Task prompt => All of the data below is to be output without alteration.

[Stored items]

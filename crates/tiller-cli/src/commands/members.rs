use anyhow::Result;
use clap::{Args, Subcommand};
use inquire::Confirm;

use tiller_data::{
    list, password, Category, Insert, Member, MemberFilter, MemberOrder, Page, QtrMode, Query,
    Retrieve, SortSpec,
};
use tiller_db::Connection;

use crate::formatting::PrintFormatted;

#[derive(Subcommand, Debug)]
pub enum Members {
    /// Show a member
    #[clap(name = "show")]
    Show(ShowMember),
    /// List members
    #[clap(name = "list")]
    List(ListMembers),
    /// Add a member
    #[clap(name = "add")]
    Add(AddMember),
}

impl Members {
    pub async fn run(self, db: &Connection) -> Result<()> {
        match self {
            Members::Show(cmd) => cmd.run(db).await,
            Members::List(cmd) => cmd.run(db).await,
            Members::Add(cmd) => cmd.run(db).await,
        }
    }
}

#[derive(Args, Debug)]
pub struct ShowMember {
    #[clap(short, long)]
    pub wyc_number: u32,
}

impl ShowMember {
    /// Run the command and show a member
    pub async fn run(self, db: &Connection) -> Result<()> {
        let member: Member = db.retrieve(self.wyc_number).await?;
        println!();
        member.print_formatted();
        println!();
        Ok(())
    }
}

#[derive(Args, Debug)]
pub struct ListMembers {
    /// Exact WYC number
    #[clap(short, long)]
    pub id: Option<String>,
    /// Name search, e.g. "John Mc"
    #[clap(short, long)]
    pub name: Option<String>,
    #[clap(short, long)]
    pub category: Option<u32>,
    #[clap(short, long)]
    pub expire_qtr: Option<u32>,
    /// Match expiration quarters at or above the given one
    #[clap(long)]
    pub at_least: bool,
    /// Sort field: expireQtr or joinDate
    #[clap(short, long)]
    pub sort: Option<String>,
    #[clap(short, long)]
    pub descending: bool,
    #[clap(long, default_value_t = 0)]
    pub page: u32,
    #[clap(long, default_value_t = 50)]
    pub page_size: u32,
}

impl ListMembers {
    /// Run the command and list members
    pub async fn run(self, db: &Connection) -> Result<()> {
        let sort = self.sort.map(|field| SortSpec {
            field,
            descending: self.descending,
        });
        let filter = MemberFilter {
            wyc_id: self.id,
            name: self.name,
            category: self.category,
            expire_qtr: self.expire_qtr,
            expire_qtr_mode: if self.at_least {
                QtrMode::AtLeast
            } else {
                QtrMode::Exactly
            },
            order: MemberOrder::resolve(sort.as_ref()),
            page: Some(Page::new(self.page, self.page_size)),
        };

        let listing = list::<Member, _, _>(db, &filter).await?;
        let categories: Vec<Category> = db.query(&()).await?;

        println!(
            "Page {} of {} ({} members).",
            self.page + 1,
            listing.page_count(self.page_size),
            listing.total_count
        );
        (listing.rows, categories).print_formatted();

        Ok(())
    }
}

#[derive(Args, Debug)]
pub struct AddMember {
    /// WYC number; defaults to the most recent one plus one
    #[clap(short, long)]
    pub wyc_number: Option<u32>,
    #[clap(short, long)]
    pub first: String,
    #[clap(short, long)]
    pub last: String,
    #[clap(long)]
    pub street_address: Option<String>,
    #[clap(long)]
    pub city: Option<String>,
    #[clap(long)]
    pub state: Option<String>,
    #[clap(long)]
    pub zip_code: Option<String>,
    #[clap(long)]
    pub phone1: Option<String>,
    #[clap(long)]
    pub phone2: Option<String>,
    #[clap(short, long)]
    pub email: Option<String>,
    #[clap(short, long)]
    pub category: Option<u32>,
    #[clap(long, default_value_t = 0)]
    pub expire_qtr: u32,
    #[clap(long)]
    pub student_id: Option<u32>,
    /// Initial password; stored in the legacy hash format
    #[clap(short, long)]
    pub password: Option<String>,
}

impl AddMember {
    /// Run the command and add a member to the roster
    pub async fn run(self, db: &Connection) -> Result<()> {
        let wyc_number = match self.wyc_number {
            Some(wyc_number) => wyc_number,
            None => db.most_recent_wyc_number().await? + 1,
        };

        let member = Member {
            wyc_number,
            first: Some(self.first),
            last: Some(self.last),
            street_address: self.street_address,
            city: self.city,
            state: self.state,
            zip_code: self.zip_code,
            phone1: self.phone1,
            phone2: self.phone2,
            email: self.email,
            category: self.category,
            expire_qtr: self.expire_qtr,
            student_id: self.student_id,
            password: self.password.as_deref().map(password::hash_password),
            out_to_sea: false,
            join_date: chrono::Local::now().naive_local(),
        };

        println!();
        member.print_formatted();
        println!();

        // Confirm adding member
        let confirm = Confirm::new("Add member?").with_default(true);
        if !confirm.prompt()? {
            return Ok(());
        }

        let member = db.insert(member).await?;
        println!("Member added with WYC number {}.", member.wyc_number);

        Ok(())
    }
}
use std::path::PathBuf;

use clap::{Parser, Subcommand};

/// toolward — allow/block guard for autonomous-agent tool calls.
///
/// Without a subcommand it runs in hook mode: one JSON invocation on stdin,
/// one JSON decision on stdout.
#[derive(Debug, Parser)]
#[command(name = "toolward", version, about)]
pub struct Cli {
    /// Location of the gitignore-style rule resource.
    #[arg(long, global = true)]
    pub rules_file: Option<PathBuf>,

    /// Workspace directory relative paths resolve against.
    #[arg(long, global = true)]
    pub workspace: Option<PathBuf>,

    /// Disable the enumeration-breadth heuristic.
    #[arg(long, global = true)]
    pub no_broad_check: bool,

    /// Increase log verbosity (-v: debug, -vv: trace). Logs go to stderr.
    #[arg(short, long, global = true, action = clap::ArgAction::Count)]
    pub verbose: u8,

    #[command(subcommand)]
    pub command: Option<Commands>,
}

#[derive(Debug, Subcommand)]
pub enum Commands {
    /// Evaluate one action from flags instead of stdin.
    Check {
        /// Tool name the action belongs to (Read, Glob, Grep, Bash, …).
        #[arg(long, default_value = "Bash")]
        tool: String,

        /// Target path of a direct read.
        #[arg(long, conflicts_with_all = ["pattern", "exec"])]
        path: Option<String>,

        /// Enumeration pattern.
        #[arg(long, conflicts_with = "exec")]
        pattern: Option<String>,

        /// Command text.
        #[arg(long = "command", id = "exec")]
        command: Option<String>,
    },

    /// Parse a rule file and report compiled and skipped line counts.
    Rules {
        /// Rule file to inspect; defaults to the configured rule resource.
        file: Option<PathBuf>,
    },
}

Solution for this task =>
filename crates/tiller-cli/src/commands/members.rs
use anyhow::Result;
use clap::{Args, Subcommand};
use inquire::Confirm;

use tiller_data::{
    list, password, Category, Insert, Member, MemberFilter, MemberOrder, Page, QtrMode, Query,
    Retrieve, SortSpec,
};
use tiller_db::Connection;

use crate::formatting::PrintFormatted;

#[derive(Subcommand, Debug)]
pub enum Members {
    /// Show a member
    #[clap(name = "show")]
    Show(ShowMember),
    /// List members
    #[clap(name = "list")]
    List(ListMembers),
    /// Add a member
    #[clap(name = "add")]
    Add(AddMember),
}

impl Members {
    pub async fn run(self, db: &Connection) -> Result<()> {
        match self {
            Members::Show(cmd) => cmd.run(db).await,
            Members::List(cmd) => cmd.run(db).await,
            Members::Add(cmd) => cmd.run(db).await,
        }
    }
}

#[derive(Args, Debug)]
pub struct ShowMember {
    #[clap(short, long)]
    pub wyc_number: u32,
}

impl ShowMember {
    /// Run the command and show a member
    pub async fn run(self, db: &Connection) -> Result<()> {
        let member: Member = db.retrieve(self.wyc_number).await?;
        println!();
        member.print_formatted();
        println!();
        Ok(())
    }
}

#[derive(Args, Debug)]
pub struct ListMembers {
    /// Exact WYC number
    #[clap(short, long)]
    pub id: Option<String>,
    /// Name search, e.g. "John Mc"
    #[clap(short, long)]
    pub name: Option<String>,
    #[clap(short, long)]
    pub category: Option<u32>,
    #[clap(short, long)]
    pub expire_qtr: Option<u32>,
    /// Match expiration quarters at or above the given one
    #[clap(long)]
    pub at_least: bool,
    /// Sort field: expireQtr or joinDate
    #[clap(short, long)]
    pub sort: Option<String>,
    #[clap(short, long)]
    pub descending: bool,
    #[clap(long, default_value_t = 0)]
    pub page: u32,
    #[clap(long, default_value_t = 50)]
    pub page_size: u32,
}

impl ListMembers {
    /// Run the command and list members
    pub async fn run(self, db: &Connection) -> Result<()> {
        let sort = self.sort.map(|field| SortSpec {
            field,
            descending: self.descending,
        });
        let filter = MemberFilter {
            wyc_id: self.id,
            name: self.name,
            category: self.category,
            expire_qtr: self.expire_qtr,
            expire_qtr_mode: if self.at_least {
                QtrMode::AtLeast
            } else {
                QtrMode::Exactly
            },
            order: MemberOrder::resolve(sort.as_ref()),
            page: Some(Page::new(self.page, self.page_size)),
        };

        let listing = list::<Member, _, _>(db, &filter).await?;
        let categories: Vec<Category> = db.query(&()).await?;

        println!(
            "Page {} of {} ({} members).",
            self.page + 1,
            listing.page_count(self.page_size),
            listing.total_count
        );
        (listing.rows, categories).print_formatted();

        Ok(())
    }
}

#[derive(Args, Debug)]
pub struct AddMember {
    /// WYC number; defaults to the most recent one plus one
    #[clap(short, long)]
    pub wyc_number: Option<u32>,
    #[clap(short, long)]
    pub first: String,
    #[clap(short, long)]
    pub last: String,
    #[clap(long)]
    pub street_address: Option<String>,
    #[clap(long)]
    pub city: Option<String>,
    #[clap(long)]
    pub state: Option<String>,
    #[clap(long)]
    pub zip_code: Option<String>,
    #[clap(long)]
    pub phone1: Option<String>,
    #[clap(long)]
    pub phone2: Option<String>,
    #[clap(short, long)]
    pub email: Option<String>,
    #[clap(short, long)]
    pub category: Option<u32>,
    #[clap(long, default_value_t = 0)]
    pub expire_qtr: u32,
    #[clap(long)]
    pub student_id: Option<u32>,
    /// Initial password; stored in the legacy hash format
    #[clap(short, long)]
    pub password: Option<String>,
}

impl AddMember {
    /// Run the command and add a member to the roster
    pub async fn run(self, db: &Connection) -> Result<()> {
        let wyc_number = match self.wyc_number {
            Some(wyc_number) => wyc_number,
            None => db.most_recent_wyc_number().await? + 1,
        };

        let member = Member {
            wyc_number,
            first: Some(self.first),
            last: Some(self.last),
            street_address: self.street_address,
            city: self.city,
            state: self.state,
            zip_code: self.zip_code,
            phone1: self.phone1,
            phone2: self.phone2,
            email: self.email,
            category: self.category,
            expire_qtr: self.expire_qtr,
            student_id: self.student_id,
            password: self.password.as_deref().map(password::hash_password),
            out_to_sea: false,
            join_date: chrono::Local::now().naive_local(),
        };

        println!();
        member.print_formatted();
        println!();

        // Confirm adding member
        let confirm = Confirm::new("Add member?").with_default(true);
        if !confirm.prompt()? {
            return Ok(());
        }

        let member = db.insert(member).await?;
        println!("Member added with WYC number {}.", member.wyc_number);

        Ok(())
    }
}
use std::path::PathBuf;

use clap::{Parser, Subcommand};

/// toolward — allow/block guard for autonomous-agent tool calls.
///
/// Without a subcommand it runs in hook mode: one JSON invocation on stdin,
/// one JSON decision on stdout.
#[derive(Debug, Parser)]
#[command(name = "toolward", version, about)]
pub struct Cli {
    /// Location of the gitignore-style rule resource.
    #[arg(long, global = true)]
    pub rules_file: Option<PathBuf>,

    /// Workspace directory relative paths resolve against.
    #[arg(long, global = true)]
    pub workspace: Option<PathBuf>,

    /// Disable the enumeration-breadth heuristic.
    #[arg(long, global = true)]
    pub no_broad_check: bool,

    /// Increase log verbosity (-v: debug, -vv: trace). Logs go to stderr.
    #[arg(short, long, global = true, action = clap::ArgAction::Count)]
    pub verbose: u8,

    #[command(subcommand)]
    pub command: Option<Commands>,
}

#[derive(Debug, Subcommand)]
pub enum Commands {
    /// Evaluate one action from flags instead of stdin.
    Check {
        /// Tool name the action belongs to (Read, Glob, Grep, Bash, …).
        #[arg(long, default_value = "Bash")]
        tool: String,

        /// Target path of a direct read.
        #[arg(long, conflicts_with_all = ["pattern", "exec"])]
        path: Option<String>,

        /// Enumeration pattern.
        #[arg(long, conflicts_with = "exec")]
        pattern: Option<String>,

        /// Command text.
        #[arg(long = "command", id = "exec")]
        command: Option<String>,
    },

    /// Parse a rule file and report compiled and skipped line counts.
    Rules {
        /// Rule file to inspect; defaults to the configured rule resource.
        file: Option<PathBuf>,
    },
}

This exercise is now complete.